Sin embargo, luego de dos décadas de constante machaqueo con la pirámide que recomendaba más cereales procesados, pastas y panificados que carnes o pescado, Estados Unidos recibió el nuevo milenio con alarmantes índices de obesidad. Cuando el problema del sobrepeso fue absolutamente evidente, las autoridades comenzaron a responsabilizar a las cadenas de comidas rápidas, sobre todo las hamburgueserías.
Paradójicamente, la estrella de las hamburguesas, es decir, el medallón de carne, era y es el menor de los culpables. El único ítem del tradicional menú cuestionado por la pirámide alimenticia era el vaso de gaseosa azucarada. Además del carbohidrato de las papas fritas en aceite vegetal (que se vendió por años como más sano que la manteca tradicional, lo que terminó siendo otra mentira a la vista de los resultados) poco se dice sobre la presencia del pan, avalado por la pirámide en cuestión. Si uno toma el clásico Big Mac, por ejemplo, parecería el alimento ideal para las recomendaciones gubernamentales: tres pisos de pan, acompañados por algo de vegetales y poca carne.
Con el correr de los años, cada vez más médicos fueron alzando la voz ante el dogma imperante. Mientras que los pacientes con diabetes se multiplicaban (y no siempre respondían al tratamiento tradicional con insulina), muchos doctores comenzaron a evaluar soluciones alternativas en base a la alimentación.
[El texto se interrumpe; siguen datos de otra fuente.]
/*
 * This file is part of mailnote
 *
 * Copyright 2020 - Manos Pitsidianakis
 *
 * This program is free software: you can redistribute it and/or modify
 * it under the terms of the GNU Affero General Public License as
 * published by the Free Software Foundation, either version 3 of the
 * License, or (at your option) any later version.
 *
 * This program is distributed in the hope that it will be useful,
 * but WITHOUT ANY WARRANTY; without even the implied warranty of
 * MERCHANTABILITY or FITNESS FOR A PARTICULAR PURPOSE. See the
 * GNU Affero General Public License for more details.
 *
 * You should have received a copy of the GNU Affero General Public License
 * along with this program. If not, see <https://www.gnu.org/licenses/>.
 */

//! Collaborators of the [`Receiver`](crate::Receiver).
//!
//! [`Connection`](crate::Connection) implements all of them on top of
//! sqlite3; tests and embedders can provide their own.

use crate::{
    errors::*,
    models::{DbVal, NewNote, Note, Noteable, NoteableRef, SentNotification, User},
    reply_key::ReplyKey,
};

/// Lookup of sent notifications by reply key.
pub trait NotificationStore {
    /// The notification whose reply address carries `key`, if any.
    fn sent_notification_by_reply_key(
        &self,
        key: &ReplyKey,
    ) -> Result<Option<DbVal<SentNotification>>>;
}

/// Lookup of user accounts.
pub trait UserStore {
    /// The user with primary key `pk`, if any.
    fn user(&self, pk: i64) -> Result<Option<DbVal<User>>>;
}

/// Permission policy.
pub trait AuthorizationChecker {
    /// Whether `user` may create notes in project `project`.
    fn can_comment_in_project(&self, user: &User, project: i64) -> Result<bool>;

    /// Whether `user` may create notes on `noteable`.
    fn can_comment(&self, user: &User, noteable: &Noteable) -> Result<bool> {
        self.can_comment_in_project(user, noteable.project())
    }
}

/// Lookup of discussion targets.
pub trait NoteableStore {
    /// The target identified by `noteable`, if it still exists.
    fn noteable(&self, noteable: &NoteableRef) -> Result<Option<Noteable>>;
}

/// Persistence of notes.
pub trait NoteRepository {
    /// Persist `note` and its attachment records atomically.
    ///
    /// A note the store refuses is reported as [`Error::InvalidNote`] with
    /// the reasons; nothing is written in that case.
    fn create_note(&self, note: NewNote) -> Result<DbVal<Note>>;
}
En la actualidad, un buen número de profesionales alrededor del mundo coincide que el problema tenía una solución más sencilla y económica de lo que se esperaba. Sencillamente había que ubicar en la base de la pirámide al tercer escalón, intercambiándolo por el que hasta este momento era la base. Detrás de esto estaba la idea, que hace unos años era “revolucionaria” sobre la mentira del consumo de ciertas grasas como el responsable de la obesidad y los problemas cardíacos.
La dieta cetogénica (keto) apareció como una respuesta para un buen número de pacientes que lograron revertir complicados cuadros vinculados a la diabetes, como a personas que deseaban bajar de peso. Aunque haya ido en contramano de todos los consejos recibidos durante casi medio siglo, lo cierto es que este “descubrimiento” no hizo más que recordarnos lo que comieron nuestros ancestros durante milenios. Hoy en día, el consumo de carbohidratos como base de una alimentación sana ya no es respaldado por las autoridades que la beatificaron en el pasado. No pidieron disculpas. Simplemente no hablaron más del tema.